Exploitation Colony The Minority Of Europeans example essay topic
There was a wide spectrum of social forms present in the Americas. Throughout Spanish America, Brazil and the Caribbean significant and vital native communities continued to exist alongside the European. Semi-European cultures were present as well as Buccaneers in the Caribbean, Gauchos on the plains of Rio de la Plata in Southeastern South America. The origin and unification of these societies have been distorted and obscured by the Europeans. The Caribbean appears as a side light of European history instead of as key players with very significant and prominent roles.
Caribbean history and society had logic of their own but was often recorded in ways that degraded the worth of particular national origins that occupied those lands. The European colonies in the region between 1492 and 1800 had two distinct types of communities. There were colonies of settlers and colonies of economic exploiters. Colonies moved from one form to another, from colonies of settlement to colonies operating exclusively for the maximum production of profit for its politically dominant group.

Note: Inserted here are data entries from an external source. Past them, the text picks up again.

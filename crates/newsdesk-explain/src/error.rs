use thiserror::Error;

#[derive(Debug, Error)]
pub enum ExplainError {
    #[error("HTTP error: {0}")]
    Http(#[from] reqwest::Error),

    #[error("generator returned HTTP {status}: {body}")]
    UnexpectedStatus { status: u16, body: String },

    #[error("generator returned no text")]
    EmptyResponse,

    #[error("invalid generator response: {0}")]
    Deserialize(#[from] serde_json::Error),

    #[error("invalid base URL '{url}': {reason}")]
    InvalidBaseUrl { url: String, reason: String },

    #[error("unknown explain mode '{0}' (expected kid, hinglish, bullets, or plain)")]
    UnknownMode(String),

    #[error("cache I/O error at {path}: {source}")]
    CacheIo {
        path: String,
        #[source]
        source: std::io::Error,
    },

    #[error("cache file is corrupt: {0}")]
    CacheCorrupt(String),
}
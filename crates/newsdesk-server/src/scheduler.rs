//! Background job scheduler.
//!
//! Initialises a [`JobScheduler`] at server startup and registers the
//! recurring collection job.

use tokio_cron_scheduler::{Job, JobScheduler, JobSchedulerError};

use crate::api::AppState;
use crate::collection::{run_collection_job, CollectOutcome};

/// Builds and starts the background job scheduler.
///
/// Returns the running [`JobScheduler`] handle, which must be kept alive
/// for the lifetime of the process. Dropping it shuts down all jobs.
///
/// # Errors
///
/// Returns [`JobSchedulerError`] if the scheduler cannot be initialised,
/// the cron expression is invalid, or the scheduler fails to start.
pub async fn build_scheduler(
    state: AppState,
    collect_cron: &str,
) -> Result<JobScheduler, JobSchedulerError> {
    let scheduler = JobScheduler::new().await?;
    register_collect_job(&scheduler, state, collect_cron).await?;
    scheduler.start().await?;
    Ok(scheduler)
}

/// Register the recurring collection job on `cron` (six-field, seconds first).
async fn register_collect_job(
    scheduler: &JobScheduler,
    state: AppState,
    cron: &str,
) -> Result<(), JobSchedulerError> {
    let job = Job::new_async(cron, move |_uuid, _lock| {
        let state = state.clone();

        Box::pin(async move {
            match run_collection_job(&state, "scheduler").await {
                Ok(CollectOutcome::Completed(report)) => tracing::info!(
                    saved = report.articles.len(),
                    "scheduler: collection run complete"
                ),
                Ok(CollectOutcome::AlreadyRunning) => {
                    tracing::info!("scheduler: previous collection still running; skipped");
                }
                Err(e) => tracing::error!(error = %e, "scheduler: collection run failed"),
            }
        })
    })?;

    scheduler.add(job).await?;
    tracing::info!(cron, "scheduler: collection job registered");
    Ok(())
}
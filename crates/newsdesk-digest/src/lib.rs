//! Personalization for newsdesk: per-user category preferences and the
//! once-a-day digest built from them.

pub mod builder;
pub mod error;
pub mod ledger;
pub mod memory;

pub use builder::{select_articles, DigestBuilder, DigestOutcome, DEFAULT_DIGEST_CAP};
pub use error::DigestError;
pub use ledger::PreferenceLedger;
pub use memory::{MemoryDigestStore, MemoryPreferenceStore};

To the Europeans of the 15th and 16th centuries America represented the land of the unknown. This obsession and curiosity began a continuous flow into that land. Christopher Columbus thought he was on the outskirts of wealthy China and wondered why there was such poverty in the land. Bernal Diaz del Castillo a chronicler saw America as a new venue for crusading merging religious assumptions; his aim was to get rich and to serve God and his majesty. Charles V was responsible for organizing the structure for the Spanish corporate state. During that same era Juan 111, King of Portugal aimed at converting Brazil into a true colony rather than a geographical reference point for Portuguese sailors on their way to India.
By the middle of the 16th century, both Spanish and Portuguese established colonies in the Americas. They thought these were going to be oversees empires but the colonies there and the Caribbean settlements were only microcosms of their European metropolitan societies. The expedition of Nicolas de Overdo to settle in Hispaniola represented a direct continuation of the pattern of reconquista with its curious combination of military positioning and material greed for land, wealth and servants. Soon followed were explorers, opportunists and free lancers from Spain. While the social values of the emigrants remained thoroughly Spanish many of them expressed little desire to return to Spain. Similarly, the English settlers in Barbados, Virginia and Massachusetts represented a continuation of the English plantations in Ulster, Wales and Scotland.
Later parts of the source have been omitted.